Records from a collection:
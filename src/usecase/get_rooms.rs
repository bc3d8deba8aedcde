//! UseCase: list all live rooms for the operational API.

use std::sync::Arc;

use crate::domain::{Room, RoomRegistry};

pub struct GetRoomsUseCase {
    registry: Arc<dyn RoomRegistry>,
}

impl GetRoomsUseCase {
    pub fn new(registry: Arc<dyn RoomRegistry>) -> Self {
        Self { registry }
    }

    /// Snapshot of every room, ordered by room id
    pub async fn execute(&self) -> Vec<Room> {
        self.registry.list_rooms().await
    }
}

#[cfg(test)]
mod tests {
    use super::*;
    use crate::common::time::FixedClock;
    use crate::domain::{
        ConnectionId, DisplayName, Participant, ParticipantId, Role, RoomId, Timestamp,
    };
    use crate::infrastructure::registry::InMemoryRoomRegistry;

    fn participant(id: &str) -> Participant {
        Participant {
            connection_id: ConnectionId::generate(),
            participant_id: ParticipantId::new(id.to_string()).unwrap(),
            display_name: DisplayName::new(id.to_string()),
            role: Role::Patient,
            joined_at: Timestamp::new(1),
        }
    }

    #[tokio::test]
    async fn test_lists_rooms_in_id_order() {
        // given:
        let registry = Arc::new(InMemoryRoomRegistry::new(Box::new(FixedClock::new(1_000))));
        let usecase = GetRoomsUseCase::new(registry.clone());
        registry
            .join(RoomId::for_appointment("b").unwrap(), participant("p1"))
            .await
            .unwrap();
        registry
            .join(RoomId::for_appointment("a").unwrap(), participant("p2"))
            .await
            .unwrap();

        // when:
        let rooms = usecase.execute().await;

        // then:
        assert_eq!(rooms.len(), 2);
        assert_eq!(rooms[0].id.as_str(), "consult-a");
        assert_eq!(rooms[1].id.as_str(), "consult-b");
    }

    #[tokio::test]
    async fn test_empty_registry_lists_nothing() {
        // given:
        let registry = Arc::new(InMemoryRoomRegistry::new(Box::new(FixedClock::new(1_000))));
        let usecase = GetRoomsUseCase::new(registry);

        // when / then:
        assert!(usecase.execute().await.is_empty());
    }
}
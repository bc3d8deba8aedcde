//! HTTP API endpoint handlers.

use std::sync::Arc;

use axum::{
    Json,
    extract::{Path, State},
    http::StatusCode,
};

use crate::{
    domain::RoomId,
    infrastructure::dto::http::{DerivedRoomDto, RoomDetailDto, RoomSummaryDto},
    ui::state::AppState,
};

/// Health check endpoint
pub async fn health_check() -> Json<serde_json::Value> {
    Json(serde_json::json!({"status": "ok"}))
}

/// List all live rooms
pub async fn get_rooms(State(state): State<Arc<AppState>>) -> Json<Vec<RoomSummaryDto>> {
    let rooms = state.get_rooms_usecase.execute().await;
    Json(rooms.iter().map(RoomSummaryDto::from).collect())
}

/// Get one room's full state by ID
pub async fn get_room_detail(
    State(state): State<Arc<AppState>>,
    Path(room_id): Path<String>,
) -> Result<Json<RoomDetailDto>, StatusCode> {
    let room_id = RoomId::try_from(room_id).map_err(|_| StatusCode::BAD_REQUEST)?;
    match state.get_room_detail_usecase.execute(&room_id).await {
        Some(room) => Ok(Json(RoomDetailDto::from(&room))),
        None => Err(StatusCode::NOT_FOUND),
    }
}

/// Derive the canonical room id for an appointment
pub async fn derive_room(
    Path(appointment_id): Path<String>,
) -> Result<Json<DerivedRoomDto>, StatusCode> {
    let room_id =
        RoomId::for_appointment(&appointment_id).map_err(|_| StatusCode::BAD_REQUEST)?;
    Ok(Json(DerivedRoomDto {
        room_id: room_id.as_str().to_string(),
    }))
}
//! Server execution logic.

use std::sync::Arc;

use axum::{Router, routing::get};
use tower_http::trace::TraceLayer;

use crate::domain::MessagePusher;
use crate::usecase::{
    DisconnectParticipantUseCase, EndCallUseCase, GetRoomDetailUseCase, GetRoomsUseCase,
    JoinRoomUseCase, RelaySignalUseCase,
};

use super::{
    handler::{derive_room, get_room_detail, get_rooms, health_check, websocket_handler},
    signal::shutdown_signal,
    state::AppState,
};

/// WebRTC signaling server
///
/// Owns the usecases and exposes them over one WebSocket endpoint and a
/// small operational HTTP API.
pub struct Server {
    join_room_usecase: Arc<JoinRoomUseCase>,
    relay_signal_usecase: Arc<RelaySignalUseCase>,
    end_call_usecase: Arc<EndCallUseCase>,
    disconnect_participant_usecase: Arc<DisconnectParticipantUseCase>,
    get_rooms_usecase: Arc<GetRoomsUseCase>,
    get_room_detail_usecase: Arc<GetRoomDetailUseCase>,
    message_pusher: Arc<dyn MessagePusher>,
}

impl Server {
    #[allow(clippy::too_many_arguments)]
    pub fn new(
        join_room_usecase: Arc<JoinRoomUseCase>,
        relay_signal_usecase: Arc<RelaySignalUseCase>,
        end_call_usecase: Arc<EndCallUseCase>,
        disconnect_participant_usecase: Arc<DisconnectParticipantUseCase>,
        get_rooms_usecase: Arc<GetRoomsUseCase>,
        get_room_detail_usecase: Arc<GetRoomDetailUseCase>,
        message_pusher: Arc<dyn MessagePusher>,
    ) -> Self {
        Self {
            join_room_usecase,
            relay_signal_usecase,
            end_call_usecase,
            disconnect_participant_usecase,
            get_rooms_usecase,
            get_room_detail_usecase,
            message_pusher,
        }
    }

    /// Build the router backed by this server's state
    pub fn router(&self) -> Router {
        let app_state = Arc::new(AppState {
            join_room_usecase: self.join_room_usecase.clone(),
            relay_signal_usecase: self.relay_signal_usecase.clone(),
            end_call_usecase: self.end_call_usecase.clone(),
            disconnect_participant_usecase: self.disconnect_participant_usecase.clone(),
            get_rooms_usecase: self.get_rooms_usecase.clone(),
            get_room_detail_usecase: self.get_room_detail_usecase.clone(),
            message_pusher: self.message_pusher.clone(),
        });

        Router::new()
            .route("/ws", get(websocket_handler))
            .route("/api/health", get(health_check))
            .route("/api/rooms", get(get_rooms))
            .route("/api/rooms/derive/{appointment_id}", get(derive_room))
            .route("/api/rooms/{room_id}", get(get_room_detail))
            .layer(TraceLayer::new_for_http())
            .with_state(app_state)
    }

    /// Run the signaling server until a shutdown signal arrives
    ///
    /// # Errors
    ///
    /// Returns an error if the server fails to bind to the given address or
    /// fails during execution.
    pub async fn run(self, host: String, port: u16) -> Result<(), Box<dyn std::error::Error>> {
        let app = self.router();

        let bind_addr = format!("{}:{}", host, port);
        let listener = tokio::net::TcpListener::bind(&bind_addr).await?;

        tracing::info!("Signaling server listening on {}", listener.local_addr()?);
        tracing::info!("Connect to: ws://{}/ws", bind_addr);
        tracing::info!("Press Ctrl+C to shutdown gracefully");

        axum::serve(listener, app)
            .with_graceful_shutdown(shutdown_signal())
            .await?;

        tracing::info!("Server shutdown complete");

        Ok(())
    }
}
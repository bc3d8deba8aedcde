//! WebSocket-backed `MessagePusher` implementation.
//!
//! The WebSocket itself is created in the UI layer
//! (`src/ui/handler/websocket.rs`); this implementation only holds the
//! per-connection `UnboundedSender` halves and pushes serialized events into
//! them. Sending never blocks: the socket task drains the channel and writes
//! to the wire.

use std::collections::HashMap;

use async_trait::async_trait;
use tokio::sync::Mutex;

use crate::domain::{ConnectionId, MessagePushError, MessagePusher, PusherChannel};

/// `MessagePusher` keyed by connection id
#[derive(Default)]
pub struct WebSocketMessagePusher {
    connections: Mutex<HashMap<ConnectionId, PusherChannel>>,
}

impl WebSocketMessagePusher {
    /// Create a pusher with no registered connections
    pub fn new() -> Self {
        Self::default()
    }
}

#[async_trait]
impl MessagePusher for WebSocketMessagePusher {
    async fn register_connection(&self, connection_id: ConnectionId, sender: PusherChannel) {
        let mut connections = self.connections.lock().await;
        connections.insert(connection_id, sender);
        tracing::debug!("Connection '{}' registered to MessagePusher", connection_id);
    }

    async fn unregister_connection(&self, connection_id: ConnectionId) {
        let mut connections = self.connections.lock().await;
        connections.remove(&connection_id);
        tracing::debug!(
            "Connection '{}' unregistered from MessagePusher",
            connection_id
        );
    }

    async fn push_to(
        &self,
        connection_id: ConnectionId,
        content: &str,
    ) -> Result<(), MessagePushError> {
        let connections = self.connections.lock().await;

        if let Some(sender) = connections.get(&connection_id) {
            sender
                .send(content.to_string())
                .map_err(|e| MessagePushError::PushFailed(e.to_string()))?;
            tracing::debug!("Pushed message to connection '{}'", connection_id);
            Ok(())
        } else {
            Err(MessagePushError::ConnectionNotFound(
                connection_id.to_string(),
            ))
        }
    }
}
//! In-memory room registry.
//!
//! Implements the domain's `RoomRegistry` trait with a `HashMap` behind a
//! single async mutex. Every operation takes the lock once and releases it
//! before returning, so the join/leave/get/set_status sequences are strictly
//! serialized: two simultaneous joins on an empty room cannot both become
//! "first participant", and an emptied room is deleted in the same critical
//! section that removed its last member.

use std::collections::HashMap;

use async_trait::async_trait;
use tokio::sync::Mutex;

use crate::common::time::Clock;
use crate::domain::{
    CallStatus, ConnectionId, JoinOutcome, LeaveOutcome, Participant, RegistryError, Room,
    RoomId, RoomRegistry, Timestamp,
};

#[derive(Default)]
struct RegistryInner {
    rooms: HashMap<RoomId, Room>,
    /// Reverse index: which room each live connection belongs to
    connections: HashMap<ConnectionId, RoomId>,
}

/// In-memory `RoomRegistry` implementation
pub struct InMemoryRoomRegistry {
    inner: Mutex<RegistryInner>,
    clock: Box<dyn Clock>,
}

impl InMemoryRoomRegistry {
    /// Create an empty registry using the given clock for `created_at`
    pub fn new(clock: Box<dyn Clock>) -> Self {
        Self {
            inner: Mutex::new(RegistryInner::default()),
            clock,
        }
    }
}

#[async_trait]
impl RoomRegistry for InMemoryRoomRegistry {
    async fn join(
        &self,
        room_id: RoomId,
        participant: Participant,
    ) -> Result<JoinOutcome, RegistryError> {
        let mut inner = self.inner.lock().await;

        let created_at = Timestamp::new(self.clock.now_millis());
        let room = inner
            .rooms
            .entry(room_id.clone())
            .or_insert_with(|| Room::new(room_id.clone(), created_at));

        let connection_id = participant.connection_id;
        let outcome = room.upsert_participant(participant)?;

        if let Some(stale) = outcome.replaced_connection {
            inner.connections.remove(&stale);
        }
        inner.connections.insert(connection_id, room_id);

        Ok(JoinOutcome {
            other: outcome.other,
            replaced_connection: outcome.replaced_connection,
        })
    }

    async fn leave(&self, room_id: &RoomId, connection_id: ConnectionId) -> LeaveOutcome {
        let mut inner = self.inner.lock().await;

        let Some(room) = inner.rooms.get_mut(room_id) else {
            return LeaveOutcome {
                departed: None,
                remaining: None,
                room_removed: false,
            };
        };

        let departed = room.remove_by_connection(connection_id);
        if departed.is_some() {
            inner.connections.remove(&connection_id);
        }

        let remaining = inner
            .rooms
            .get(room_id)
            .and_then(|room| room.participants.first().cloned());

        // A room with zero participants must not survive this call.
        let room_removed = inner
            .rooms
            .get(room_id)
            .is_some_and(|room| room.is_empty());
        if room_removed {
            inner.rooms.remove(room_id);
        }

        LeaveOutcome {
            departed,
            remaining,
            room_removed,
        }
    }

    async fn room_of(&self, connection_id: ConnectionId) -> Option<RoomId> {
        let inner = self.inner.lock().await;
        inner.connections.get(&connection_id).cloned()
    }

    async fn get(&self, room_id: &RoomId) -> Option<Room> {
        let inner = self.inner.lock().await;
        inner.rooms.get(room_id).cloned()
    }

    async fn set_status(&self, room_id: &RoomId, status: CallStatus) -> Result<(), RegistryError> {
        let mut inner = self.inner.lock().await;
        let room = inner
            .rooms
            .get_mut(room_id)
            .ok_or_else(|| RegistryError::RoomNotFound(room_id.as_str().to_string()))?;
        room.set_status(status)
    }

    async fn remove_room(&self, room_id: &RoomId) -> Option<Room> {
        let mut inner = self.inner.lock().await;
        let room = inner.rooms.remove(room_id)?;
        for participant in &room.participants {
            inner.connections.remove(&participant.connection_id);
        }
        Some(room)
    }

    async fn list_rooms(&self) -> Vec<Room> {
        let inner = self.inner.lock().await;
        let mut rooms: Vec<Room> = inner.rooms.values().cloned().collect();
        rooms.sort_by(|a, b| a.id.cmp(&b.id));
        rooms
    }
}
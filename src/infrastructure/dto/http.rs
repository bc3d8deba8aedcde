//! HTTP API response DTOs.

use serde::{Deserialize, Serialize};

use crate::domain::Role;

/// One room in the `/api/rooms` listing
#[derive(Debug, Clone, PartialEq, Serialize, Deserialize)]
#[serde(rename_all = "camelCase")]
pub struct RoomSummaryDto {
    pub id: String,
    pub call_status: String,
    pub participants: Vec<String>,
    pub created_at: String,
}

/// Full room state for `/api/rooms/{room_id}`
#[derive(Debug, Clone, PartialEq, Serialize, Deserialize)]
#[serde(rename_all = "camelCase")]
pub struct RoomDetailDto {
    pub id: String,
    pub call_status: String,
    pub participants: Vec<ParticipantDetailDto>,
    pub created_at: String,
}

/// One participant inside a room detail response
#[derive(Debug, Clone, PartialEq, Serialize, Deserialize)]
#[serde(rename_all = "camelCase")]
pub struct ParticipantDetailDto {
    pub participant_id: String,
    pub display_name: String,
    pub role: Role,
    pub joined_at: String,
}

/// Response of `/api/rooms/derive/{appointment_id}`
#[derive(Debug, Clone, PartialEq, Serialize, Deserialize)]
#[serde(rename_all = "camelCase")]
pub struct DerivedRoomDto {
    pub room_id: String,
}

HOW TO COMPLETE THIS TASK:
Repeat word for word each line from the one with "pub struct RoomDetailDto" to the end of the records above, inclusive.

RESPONSE TO THIS TASK:
pub struct RoomDetailDto {
    pub id: String,
    pub call_status: String,
    pub participants: Vec<ParticipantDetailDto>,
    pub created_at: String,
}

/// One participant inside a room detail response
#[derive(Debug, Clone, PartialEq, Serialize, Deserialize)]
#[serde(rename_all = "camelCase")]
pub struct ParticipantDetailDto {
    pub participant_id: String,
    pub display_name: String,
    pub role: Role,
    pub joined_at: String,
}

/// Response of `/api/rooms/derive/{appointment_id}`
#[derive(Debug, Clone, PartialEq, Serialize, Deserialize)]
#[serde(rename_all = "camelCase")]
pub struct DerivedRoomDto {
    pub room_id: String,
}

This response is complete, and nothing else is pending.